4. En este contexto, limitarse a decir que hay que ayudar a las jóvenes a
superar el conflicto que pueda surgir entre su "identidad femenina" y su
"identidad deportiva", parece inadecuado y se resiente de una visión del deporte
que no respeta la realidad de la adolescencia, para la cual el deporte ha de
ser, ante todo, un juego. Conviene que la "identidad deportiva" se considere en
función de la "identidad personal" integral, esto es, de la identidad femenina
concreta de la joven.
5. La referencia que se hace a la familia, merecería un desarrollo más amplio,
no sólo en el sentido de la adecuada información sobre la pubertad, sino en todo
lo que se refiere a la misma actividad deportiva de las adolescentes. Aunque la
familia no pueda ser la que construya y organice las estructuras deportivas, es
indispensable que intervenga en ellas de distintas formas que correspondan lo
mejor posible a las diversas situaciones, si se quiere que los adolescentes
practiquen de manera verdaderamente personal el deporte.

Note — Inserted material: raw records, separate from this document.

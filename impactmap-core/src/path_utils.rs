//! Shared path utilities.

use std::path::{Component, Path, PathBuf};

/// Lexically normalizes a path: resolves `.` and `..` components without
/// touching the filesystem. Leading `..` components that cannot be resolved
/// are kept.
pub fn normalize(path: &Path) -> PathBuf {
    let mut parts: Vec<std::ffi::OsString> = Vec::new();
    for component in path.components() {
        match component {
            Component::CurDir => {}
            Component::ParentDir => {
                let popped = matches!(parts.last(), Some(last) if last != "..");
                if popped {
                    parts.pop();
                } else {
                    parts.push("..".into());
                }
            }
            Component::Normal(name) => parts.push(name.to_os_string()),
            Component::RootDir | Component::Prefix(_) => {}
        }
    }
    parts.iter().collect()
}

/// Joins `dir` and a relative specifier, normalized, as a forward-slash
/// string. Used for stems and style-file keys that are compared textually.
pub fn join_relative(dir: &str, rel: &str) -> String {
    let joined = Path::new(dir).join(rel);
    normalize(&joined).to_string_lossy().replace('\\', "/")
}

#[cfg(test)]
mod tests {
    use super::*;

    #[test]
    fn test_normalize_resolves_parents() {
        assert_eq!(
            normalize(Path::new("common/temp/default/../../../apps/dash")),
            PathBuf::from("apps/dash")
        );
    }

    #[test]
    fn test_join_relative() {
        assert_eq!(join_relative("src/components", "../styles/main.scss"), "src/styles/main.scss");
        assert_eq!(join_relative("src", "./Button"), "src/Button");
    }
}
//! Fine-grained affected-file selection.
//!
//! Runs the same seeding and reverse-import BFS as the package analyzer, but
//! at file granularity: the output is the set of files (matching a glob)
//! whose behavior may have changed, rather than entrypoint export names.
//! Only TypeScript sources participate.

use std::path::Path;

use globset::GlobMatcher;
use rustc_hash::{FxHashMap, FxHashSet};
use tracing::debug;

use impactmap_tsparse::{find_affected_symbols, FileAnalysis};

use crate::analyzer::{
    glob_source_files, is_from_tainted_dep, BaselineSource, TaintMap,
};
use crate::css::matches_css_taint;
use crate::entrypoints::{resolve_import_source, strip_ts_extension};
use crate::project_config::IgnoreSet;

pub struct SelectorInput<'a> {
    pub root: &'a Path,
    pub project_folder: &'a str,
    pub glob: &'a GlobMatcher,
    pub changed_files: &'a [String],
    pub upstream_taint: &'a TaintMap,
    pub tainted_deps: &'a FxHashSet<String>,
    pub ignore: &'a IgnoreSet,
    pub include_types: bool,
    pub include_css: bool,
}

/// Returns the sorted, project-relative list of affected files matching the
/// glob. A file is affected if its own symbols changed (per AST diff), it is
/// newly added, it imports tainted upstream bindings or a tainted external
/// dep, or it transitively imports from an affected file.
pub fn find_affected_files(input: &SelectorInput, baseline: &dyn BaselineSource) -> Vec<String> {
    let Ok(all_files) = glob_source_files(input.root, input.project_folder) else {
        return Vec::new();
    };

    let mut files: FxHashMap<String, FileAnalysis> = FxHashMap::default();
    for rel in all_files {
        let lower = rel.to_ascii_lowercase();
        if !(lower.ends_with(".ts") || lower.ends_with(".tsx")) {
            continue;
        }
        if !input.glob.is_match(&rel) || input.ignore.is_ignored(&rel) {
            continue;
        }
        let full = input.root.join(input.project_folder).join(&rel);
        if let Ok(analysis) = impactmap_tsparse::parse_file(&full) {
            files.insert(rel, analysis);
        }
    }

    let mut affected: FxHashSet<String> = FxHashSet::default();

    // Directly changed files, with the AST diff filtering out no-op edits.
    let folder_prefix = format!("{}/", input.project_folder);
    for changed in input.changed_files {
        let Some(rel) = changed.strip_prefix(&folder_prefix) else {
            continue;
        };
        let Some(analysis) = files.get(rel) else {
            continue;
        };
        let old_analysis = baseline
            .file_at_base(changed)
            .and_then(|content| impactmap_tsparse::parse_source(content, changed.as_str()).ok());
        let is_new = old_analysis.is_none();
        let changed_symbols =
            find_affected_symbols(old_analysis.as_ref(), analysis, input.include_types);
        if is_new || !changed_symbols.is_empty() {
            affected.insert(rel.to_string());
        }
    }

    // Files importing tainted upstream bindings.
    for (rel, analysis) in &files {
        if affected.contains(rel) {
            continue;
        }
        'imports: for import in &analysis.imports {
            if import.source.starts_with('.') {
                continue;
            }
            match input
                .upstream_taint
                .get(&import.source)
                .filter(|names| !names.is_empty())
            {
                None => {
                    if input.include_css && matches_css_taint(&import.source, input.upstream_taint)
                    {
                        affected.insert(rel.clone());
                        break 'imports;
                    }
                }
                Some(affected_names) => {
                    if import.names.is_empty() {
                        affected.insert(rel.clone());
                        break 'imports;
                    }
                    for name in &import.names {
                        if name.is_namespace() || affected_names.contains(&name.orig) {
                            affected.insert(rel.clone());
                            break 'imports;
                        }
                    }
                }
            }
        }
    }

    // Files importing from tainted external deps.
    if !input.tainted_deps.is_empty() {
        for (rel, analysis) in &files {
            if affected.contains(rel) {
                continue;
            }
            let hit = analysis.imports.iter().any(|import| {
                !import.source.starts_with('.')
                    && is_from_tainted_dep(&import.source, input.tainted_deps)
            });
            if hit {
                affected.insert(rel.clone());
            }
        }
    }

    if affected.is_empty() {
        return Vec::new();
    }

    // Reverse edges over imports and re-exports, then BFS.
    let stem_to_rel: FxHashMap<String, &str> = files
        .keys()
        .map(|rel| (strip_ts_extension(rel), rel.as_str()))
        .collect();

    let mut reverse: FxHashMap<&str, Vec<&str>> = FxHashMap::default();
    for (rel, analysis) in &files {
        let dir = Path::new(rel)
            .parent()
            .map(|p| p.to_string_lossy().replace('\\', "/"))
            .filter(|p| !p.is_empty())
            .unwrap_or_else(|| ".".to_string());
        let sources = analysis
            .imports
            .iter()
            .map(|i| i.source.as_str())
            .chain(
                analysis
                    .exports
                    .iter()
                    .filter(|e| !e.source.is_empty())
                    .map(|e| e.source.as_str()),
            );
        for source in sources {
            if !source.starts_with('.') {
                continue;
            }
            let Some(stem) =
                resolve_import_source(input.root, input.project_folder, &dir, source)
            else {
                continue;
            };
            let Some(target_rel) = stem_to_rel.get(&stem) else {
                continue;
            };
            let importers = reverse.entry(*target_rel).or_default();
            if !importers.contains(&rel.as_str()) {
                importers.push(rel.as_str());
            }
        }
    }

    let mut queue: Vec<String> = affected.iter().cloned().collect();
    while let Some(current) = queue.pop() {
        let Some(importers) = reverse.get(current.as_str()) else {
            continue;
        };
        for importer in importers.clone() {
            if affected.insert(importer.to_string()) {
                debug!(file = importer, via = %current, "affected via import chain");
                queue.push(importer.to_string());
            }
        }
    }

    let mut result: Vec<String> = affected.into_iter().collect();
    result.sort();
    result
}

6. Es urgente, cuando se habla del deporte de los adolescentes, una referencia a
los valores de comunicación, encuentro y aspecto festivo, que le son propios.
Cuando estos valores están realmente presentes es más fácil evitar el error de
un deporte en el cual el aspecto competitivo y de resultados se lleven la parte
del león, haciendo pasar a un segundo plano la misma realidad personal de
quienes lo practican.
Señoras y señores: Como ustedes han podido comprobar, he limitado mi
intervención a la mujer, a los adolescentes, a las familias. Quiero referirme a
todas las familias, a las del campo y a las de las grandes ciudades; pero
especialmente a aquellas de los emigrantes o que puedan contar con miembros
marginados o minusválidos. Porque todos los hombres tienen igualdad de derechos,
también en este campo del deporte tan decisivo en la etapa de su crecimiento y
del desarrollo de su personalidad.
Nada más. Gracias, señor presidente. Gracias, señoras y señores.